Developer lesson: Classify your workloads by latency sensitivity. Can that report generation wait until 3 AM? Can batch processing run during low-traffic hours? Time-shifting is free capacity optimization.
Optimization 3: Spread Load Across Space
Meta operates datacenters across the world. When one region is overloaded, XFaaS routes function calls to less busy regions.
flowchart LR
subgraph Request["Function Request"]
R[Request]
end
subgraph Router["Global Router"]
GR[Load Aware<br/>Routing]
end
subgraph DCs["Datacenters"]
DC1["US East<br/>Load: 85%"]
DC2["US West<br/>Load: 45%"]
DC3["Europe<br/>Load: 60%"]
end
R --> GR
GR -->|"Route to lowest load"| DC2
style DC1 fill:#ffebee,stroke:#c62828,stroke-width:2px
style DC2 fill:#e8f5e9,stroke:#388e3c,stroke-width:2px
style DC3 fill:#fff8e1,stroke:#f9a825,stroke-width:2px
This is only possible because:
- Functions are stateless (no local data dependencies)

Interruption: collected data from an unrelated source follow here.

// SPDX-License-Identifier: GPL-3.0-only
use async_trait::async_trait;

use crate::cart::models::{CartItem, Credential, RemoteCart};
use crate::executor::NetworkError;

#[derive(thiserror::Error, Debug, Clone, PartialEq, Eq)]
pub enum GatewayError {
    #[error(transparent)]
    Network(#[from] NetworkError),

    #[error("Remote cart rejected request: status={status} message={message}")]
    Rejected { status: u16, message: String },

    #[error("Failed to decode remote cart response: {0}")]
    Decode(String),

    #[error("Invalid remote cart request: {0}")]
    InvalidRequest(String),
}

/// Typed operations against the remote cart service.
///
/// Implementations do not retry on their own; that belongs to the
/// request executor underneath.
#[async_trait]
pub trait RemoteCartGateway: Send + Sync {
    /// List the user's carts. Empty means no remote cart exists yet.
    async fn list_carts(&self, credential: &Credential) -> Result<Vec<RemoteCart>, GatewayError>;

    /// List the items of one cart
    async fn list_items(&self, cart_id: &str, credential: &Credential) -> Result<Vec<CartItem>, GatewayError>;

    /// Add `quantity` units of a product to a cart
    async fn create_item(
        &self,
        cart_id: &str,
        credential: &Credential,
        product_key: &str,
        quantity: u32,
    ) -> Result<(), GatewayError>;

    /// Set the quantity of an existing line
    async fn update_item_quantity(
        &self,
        cart_id: &str,
        credential: &Credential,
        product_key: &str,
        quantity: u32,
    ) -> Result<(), GatewayError>;

    /// Remove a line from a cart
    async fn delete_item(&self, cart_id: &str, credential: &Credential, product_key: &str) -> Result<(), GatewayError>;
}
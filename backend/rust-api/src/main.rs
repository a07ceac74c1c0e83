#![allow(dead_code)]

use std::sync::Arc;
use tracing_subscriber::{layer::SubscriberExt, util::SubscriberInitExt};

use learnhub_api::{config::Config, create_router, services::AppState};

#[tokio::main]
async fn main() {
    tracing_subscriber::registry()
        .with(
            tracing_subscriber::EnvFilter::try_from_default_env()
                .unwrap_or_else(|_| "learnhub_api=debug,tower_http=debug".into()),
        )
        .with(tracing_subscriber::fmt::layer())
        .init();

    tracing::info!("Starting LearnHub progress API");

    let config = Config::load().expect("Failed to load configuration");
    tracing::info!(
        "Configuration loaded for environment: {:?}",
        std::env::var("APP_ENV").unwrap_or_else(|_| "dev".to_string())
    );

    let mongo_client = mongodb::Client::with_uri_str(&config.mongo_uri)
        .await
        .expect("Failed to connect to MongoDB");
    tracing::info!("MongoDB connected");

    let redis_client =
        redis::Client::open(config.redis_uri.clone()).expect("Failed to create Redis client");

    let bind_addr = config.bind_addr.clone();

    let app_state = Arc::new(
        AppState::new(config, mongo_client, redis_client)
            .await
            .expect("Failed to initialize application state"),
    );

    let app = create_router(app_state);

    let listener = tokio::net::TcpListener::bind(&bind_addr).await.unwrap();

    tracing::info!("Server listening on {}", listener.local_addr().unwrap());

    axum::serve(listener, app).await.unwrap();
}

- Network latency between datacenters is acceptable for background work
- The routing system has real-time visibility into load across all regions
Developer lesson: If you run across multiple regions, consider routing workloads based on current load, not just geography. A request served from a less busy distant datacenter may complete faster than one stuck in a queue locally.
Congestion Control: Protecting Downstream
Here is something many developers overlook: serverless functions do not run in isolation. They call other services. They hit databases. They send messages to queues.

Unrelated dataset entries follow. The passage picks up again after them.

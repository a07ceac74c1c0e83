use serde::{Deserialize, Serialize};

/// Collaborator-owned module record. The engine reads it for existence checks
/// and mutates exactly one field, the `upvotes` counter, via atomic `$inc`.
#[derive(Debug, Clone, Serialize, Deserialize)]
pub struct ModuleRecord {
    #[serde(rename = "_id")]
    pub id: String,
    #[serde(default)]
    pub title: String,
    #[serde(default)]
    pub upvotes: i64,
}
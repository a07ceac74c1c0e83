use chrono::{DateTime, NaiveDate, Utc};

/// Daily-ledger key for a UTC instant, `YYYY-MM-DD`.
pub fn date_key(dt: DateTime<Utc>) -> String {
    dt.format("%Y-%m-%d").to_string()
}

pub fn is_valid_date_key(value: &str) -> bool {
    NaiveDate::parse_from_str(value, "%Y-%m-%d").is_ok()
}

#[cfg(test)]
mod tests {
    use super::{date_key, is_valid_date_key};
    use chrono::{TimeZone, Utc};

    #[test]
    fn date_key_is_utc_calendar_date() {
        let instant = Utc.with_ymd_and_hms(2026, 3, 7, 23, 59, 59).unwrap();
        assert_eq!(date_key(instant), "2026-03-07");
    }

    #[test]
    fn date_key_validation() {
        assert!(is_valid_date_key("2026-03-07"));
        assert!(!is_valid_date_key("07-03-2026"));
        assert!(!is_valid_date_key("2026-13-01"));
        assert!(!is_valid_date_key("today"));
    }
}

When XFaaS executes 11 million functions per second, those functions generate even more downstream requests. Without controls, this would overwhelm every backend service.
Meta implemented TCP-like congestion control for function execution:
flowchart LR
subgraph Exec["Function Execution"]
F1[Function 1]
F2[Function 2]
F3[Function 3]
end
subgraph Control["Congestion Control"]
CC[Rate Limiter]
end
subgraph Backend["Backend Services"]
DB[(Database)]
API[API Service]
Q[Queue]
end
F1 --> CC
F2 --> CC
F3 --> CC
CC -->|"Paced requests"| DB
CC -->|"Paced requests"| API
CC -->|"Paced requests"| Q
style Control fill:#fff8e1,stroke:#f9a825,stroke-width:2px
The system monitors downstream service health and slows down function execution when backends show stress. Just like TCP backs off when it detects network congestion, XFaaS backs off when it detects service overload.

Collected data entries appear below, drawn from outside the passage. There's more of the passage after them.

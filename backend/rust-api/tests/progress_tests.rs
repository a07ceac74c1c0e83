use axum::{
    body::{to_bytes, Body},
    http::{Request, StatusCode},
    Router,
};
use serde_json::json;
use serial_test::serial;
use tower::ServiceExt;
use uuid::Uuid;

mod common;

async fn send(
    app: &Router,
    method: &str,
    uri: &str,
    body: Option<serde_json::Value>,
) -> (StatusCode, serde_json::Value) {
    let mut builder = Request::builder().method(method).uri(uri);
    let body = match body {
        Some(value) => {
            builder = builder.header("content-type", "application/json");
            Body::from(value.to_string())
        }
        None => Body::empty(),
    };

    let response = app
        .clone()
        .oneshot(builder.body(body).unwrap())
        .await
        .unwrap();

    let status = response.status();
    let bytes = to_bytes(response.into_body(), usize::MAX).await.unwrap();
    let json = if bytes.is_empty() {
        serde_json::Value::Null
    } else {
        serde_json::from_slice(&bytes).unwrap_or_else(|_| {
            panic!("non-JSON body: {}", String::from_utf8_lossy(&bytes));
        })
    };
    (status, json)
}

async fn mark_viewed(
    app: &Router,
    user_id: &str,
    kind: &str,
    item_id: &str,
) -> (StatusCode, serde_json::Value) {
    send(
        app,
        "POST",
        &format!("/api/v1/content/{}/{}/view", kind, item_id),
        Some(json!({ "user_id": user_id })),
    )
    .await
}

#[tokio::test]
#[serial]
async fn test_progress_walks_to_completion() {
    let Some(app) = common::create_test_app().await else {
        return;
    };
    let user_id = format!("user-{}", Uuid::new_v4());

    let (status, body) = mark_viewed(&app, &user_id, "document", common::DOC_ITEM).await;
    assert_eq!(status, StatusCode::OK, "body: {}", body);
    assert_eq!(body["module_id"], common::TEST_MODULE);
    assert_eq!(body["contents_completed"], 1);
    assert_eq!(body["total_contents"], 3);
    assert_eq!(body["progress_percentage"], 33.33);
    assert_eq!(body["completed"], false);

    let (status, body) = mark_viewed(&app, &user_id, "embedded-video", common::VIDEO_ITEM).await;
    assert_eq!(status, StatusCode::OK, "body: {}", body);
    assert_eq!(body["contents_completed"], 2);
    assert_eq!(body["progress_percentage"], 66.67);
    assert_eq!(body["completed"], false);

    let (status, body) = mark_viewed(&app, &user_id, "quiz-task", common::QUIZ_ITEM).await;
    assert_eq!(status, StatusCode::OK, "body: {}", body);
    assert_eq!(body["contents_completed"], 3);
    assert_eq!(body["progress_percentage"], 100.0);
    assert_eq!(body["completed"], true);
}

#[tokio::test]
#[serial]
async fn test_mark_viewed_is_idempotent() {
    let Some(app) = common::create_test_app().await else {
        return;
    };
    let user_id = format!("user-{}", Uuid::new_v4());

    let (status, first) = mark_viewed(&app, &user_id, "document", common::DOC_ITEM).await;
    assert_eq!(status, StatusCode::OK, "body: {}", first);

    let (status, second) = mark_viewed(&app, &user_id, "document", common::DOC_ITEM).await;
    assert_eq!(status, StatusCode::OK, "body: {}", second);
    assert_eq!(second["contents_completed"], 1);
    assert_eq!(second["progress_percentage"], 33.33);
    assert_eq!(second["viewed_at"], first["viewed_at"]);
}

#[tokio::test]
#[serial]
async fn test_mark_viewed_unknown_kind_returns_400() {
    let Some(app) = common::create_test_app().await else {
        return;
    };
    let user_id = format!("user-{}", Uuid::new_v4());

    let (status, body) = mark_viewed(&app, &user_id, "banana", common::DOC_ITEM).await;
    assert_eq!(status, StatusCode::BAD_REQUEST);
    assert_eq!(body["error"], "invalid_argument");
}

#[tokio::test]
#[serial]
async fn test_mark_viewed_unknown_item_returns_404() {
    let Some(app) = common::create_test_app().await else {
        return;
    };
    let user_id = format!("user-{}", Uuid::new_v4());
    let missing = Uuid::new_v4().to_string();

    let (status, body) = mark_viewed(&app, &user_id, "document", &missing).await;
    assert_eq!(status, StatusCode::NOT_FOUND);
    assert_eq!(body["error"], "not_found");
}

#[tokio::test]
#[serial]
async fn test_completed_content_lists_only_viewed_items() {
    let Some(app) = common::create_test_app().await else {
        return;
    };
    let user_id = format!("user-{}", Uuid::new_v4());

    mark_viewed(&app, &user_id, "document", common::DOC_ITEM).await;
    mark_viewed(&app, &user_id, "quiz-task", common::QUIZ_ITEM).await;

    let (status, body) = send(
        &app,
        "GET",
        &format!(
            "/api/v1/modules/{}/completed-content?user_id={}",
            common::TEST_MODULE,
            user_id
        ),
        None,
    )
    .await;

    assert_eq!(status, StatusCode::OK, "body: {}", body);
    assert_eq!(body["module_id"], common::TEST_MODULE);
    let ids: Vec<&str> = body["content_ids"]
        .as_array()
        .unwrap()
        .iter()
        .map(|v| v.as_str().unwrap())
        .collect();
    assert_eq!(ids.len(), 2);
    assert!(ids.contains(&common::DOC_ITEM));
    assert!(ids.contains(&common::QUIZ_ITEM));
    assert!(!ids.contains(&common::VIDEO_ITEM));
}

#[tokio::test]
#[serial]
async fn test_views_are_isolated_per_user() {
    let Some(app) = common::create_test_app().await else {
        return;
    };
    let viewer = format!("user-{}", Uuid::new_v4());
    let other = format!("user-{}", Uuid::new_v4());

    mark_viewed(&app, &viewer, "document", common::DOC_ITEM).await;

    let (status, body) = send(
        &app,
        "GET",
        &format!(
            "/api/v1/modules/{}/completed-content?user_id={}",
            common::TEST_MODULE,
            other
        ),
        None,
    )
    .await;

    assert_eq!(status, StatusCode::OK, "body: {}", body);
    assert_eq!(body["content_ids"].as_array().unwrap().len(), 0);
}

#[tokio::test]
#[serial]
async fn test_views_never_leak_across_modules() {
    let Some(app) = common::create_test_app().await else {
        return;
    };
    let user_id = format!("user-{}", Uuid::new_v4());

    let (status, body) = mark_viewed(&app, &user_id, "document", common::DOC_ITEM).await;
    assert_eq!(status, StatusCode::OK, "body: {}", body);
    assert_eq!(body["module_id"], common::TEST_MODULE);

    // The other module's aggregate is untouched by the view above.
    let (status, body) = send(
        &app,
        "POST",
        &format!("/api/v1/modules/{}/progress/recompute", common::OTHER_MODULE),
        Some(json!({ "user_id": user_id })),
    )
    .await;
    assert_eq!(status, StatusCode::OK, "body: {}", body);
    assert_eq!(body["module_id"], common::OTHER_MODULE);
    assert_eq!(body["contents_completed"], 0);
    assert_eq!(body["total_contents"], 1);
    assert_eq!(body["progress_percentage"], 0.0);
    assert_eq!(body["completed"], false);
}

#[tokio::test]
#[serial]
async fn test_completion_is_stable_under_repeat_views() {
    let Some(app) = common::create_test_app().await else {
        return;
    };
    let user_id = format!("user-{}", Uuid::new_v4());

    let (status, body) = mark_viewed(&app, &user_id, "document", common::OTHER_DOC_ITEM).await;
    assert_eq!(status, StatusCode::OK, "body: {}", body);
    assert_eq!(body["module_id"], common::OTHER_MODULE);
    assert_eq!(body["completed"], true);
    assert_eq!(body["progress_percentage"], 100.0);

    // Re-viewing content in a completed module never un-completes it.
    let (status, body) = mark_viewed(&app, &user_id, "document", common::OTHER_DOC_ITEM).await;
    assert_eq!(status, StatusCode::OK, "body: {}", body);
    assert_eq!(body["completed"], true);
    assert_eq!(body["contents_completed"], 1);
    assert_eq!(body["total_contents"], 1);
    assert_eq!(body["progress_percentage"], 100.0);
}

#[tokio::test]
#[serial]
async fn test_view_counter_counts_first_views_once() {
    let Some(app) = common::create_test_app().await else {
        return;
    };
    let user_id = format!("user-{}", Uuid::new_v4());

    let before = learnhub_api::metrics::CONTENT_VIEWS_TOTAL
        .with_label_values(&["document"])
        .get();

    mark_viewed(&app, &user_id, "document", common::DOC_ITEM).await;
    mark_viewed(&app, &user_id, "document", common::DOC_ITEM).await;

    let after = learnhub_api::metrics::CONTENT_VIEWS_TOTAL
        .with_label_values(&["document"])
        .get();
    assert_eq!(after - before, 1);
}

#[tokio::test]
#[serial]
async fn test_recompute_repairs_aggregate() {
    let Some(app) = common::create_test_app().await else {
        return;
    };
    let user_id = format!("user-{}", Uuid::new_v4());

    mark_viewed(&app, &user_id, "embedded-video", common::VIDEO_ITEM).await;

    let (status, body) = send(
        &app,
        "POST",
        &format!("/api/v1/modules/{}/progress/recompute", common::TEST_MODULE),
        Some(json!({ "user_id": user_id })),
    )
    .await;

    assert_eq!(status, StatusCode::OK, "body: {}", body);
    assert_eq!(body["contents_completed"], 1);
    assert_eq!(body["total_contents"], 3);
    assert_eq!(body["progress_percentage"], 33.33);
    assert_eq!(body["completed"], false);
}

#[tokio::test]
#[serial]
async fn test_recompute_unknown_module_returns_404() {
    let Some(app) = common::create_test_app().await else {
        return;
    };
    let user_id = format!("user-{}", Uuid::new_v4());

    let (status, body) = send(
        &app,
        "POST",
        "/api/v1/modules/no-such-module/progress/recompute",
        Some(json!({ "user_id": user_id })),
    )
    .await;

    assert_eq!(status, StatusCode::NOT_FOUND);
    assert_eq!(body["error"], "not_found");
}

#[tokio::test]
#[serial]
async fn test_admin_create_then_duplicate_conflicts() {
    let Some(app) = common::create_test_app().await else {
        return;
    };
    let user_id = format!("user-{}", Uuid::new_v4());

    let request = json!({
        "user_id": user_id,
        "module_id": common::TEST_MODULE,
    });

    let (status, body) = send(&app, "POST", "/admin/progress", Some(request.clone())).await;
    assert_eq!(status, StatusCode::CREATED, "body: {}", body);
    assert_eq!(body["user_id"], user_id);
    assert_eq!(body["contents_completed"], 0);

    let (status, body) = send(&app, "POST", "/admin/progress", Some(request)).await;
    assert_eq!(status, StatusCode::CONFLICT);
    assert_eq!(body["error"], "conflict");
}

#[tokio::test]
#[serial]
async fn test_admin_patch_validates_percentage() {
    let Some(app) = common::create_test_app().await else {
        return;
    };
    let user_id = format!("user-{}", Uuid::new_v4());

    send(
        &app,
        "POST",
        "/admin/progress",
        Some(json!({ "user_id": user_id, "module_id": common::TEST_MODULE })),
    )
    .await;

    let (status, body) = send(
        &app,
        "PATCH",
        &format!("/admin/progress/{}/{}", user_id, common::TEST_MODULE),
        Some(json!({ "progress_percentage": 150.0 })),
    )
    .await;
    assert_eq!(status, StatusCode::BAD_REQUEST, "body: {}", body);
    assert_eq!(body["error"], "invalid_argument");

    let (status, body) = send(
        &app,
        "PATCH",
        &format!("/admin/progress/{}/{}", user_id, common::TEST_MODULE),
        Some(json!({ "pinned": true })),
    )
    .await;
    assert_eq!(status, StatusCode::OK, "body: {}", body);
    assert_eq!(body["pinned"], true);
}

#[tokio::test]
#[serial]
async fn test_admin_patch_missing_row_returns_404() {
    let Some(app) = common::create_test_app().await else {
        return;
    };
    let user_id = format!("user-{}", Uuid::new_v4());

    let (status, body) = send(
        &app,
        "PATCH",
        &format!("/admin/progress/{}/{}", user_id, common::TEST_MODULE),
        Some(json!({ "liked": true })),
    )
    .await;

    assert_eq!(status, StatusCode::NOT_FOUND);
    assert_eq!(body["error"], "not_found");
}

Developer lesson: When building systems that generate load on other services, implement backpressure. Watch for error rates and latency increases from your dependencies. Slow down before you cause cascading failures.
What XFaaS Does NOT Do
The Meta paper is clear about one thing: XFaaS is only for non-user-facing functions.
| Good Use Cases | Bad Use Cases |
|---|---|
| Push notifications | API request handlers |
| Thumbnail generation | User authentication |
| Data pipeline stages | Real-time search |
| Cache warming | Payment processing |
| Log aggregation | Live chat |
| Scheduled cleanup | Page rendering |
Why? Serverless functions have variable latency. Even with all of Meta’s optimizations, there is inherent unpredictability in shared infrastructure. For user-facing requests where consistent sub-100ms latency matters, they use dedicated services.
Developer lesson: Be honest about your latency requirements. Serverless is great for background work, event processing, and batch operations. For user-facing features with strict latency SLAs, you might need dedicated compute.
Pattern Discovery in Spiky Traffic
One interesting finding from the paper: even very spiky workloads have patterns.
Meta analyzed their function call traffic and found that:
- Daily patterns repeat (high during business hours, low at night)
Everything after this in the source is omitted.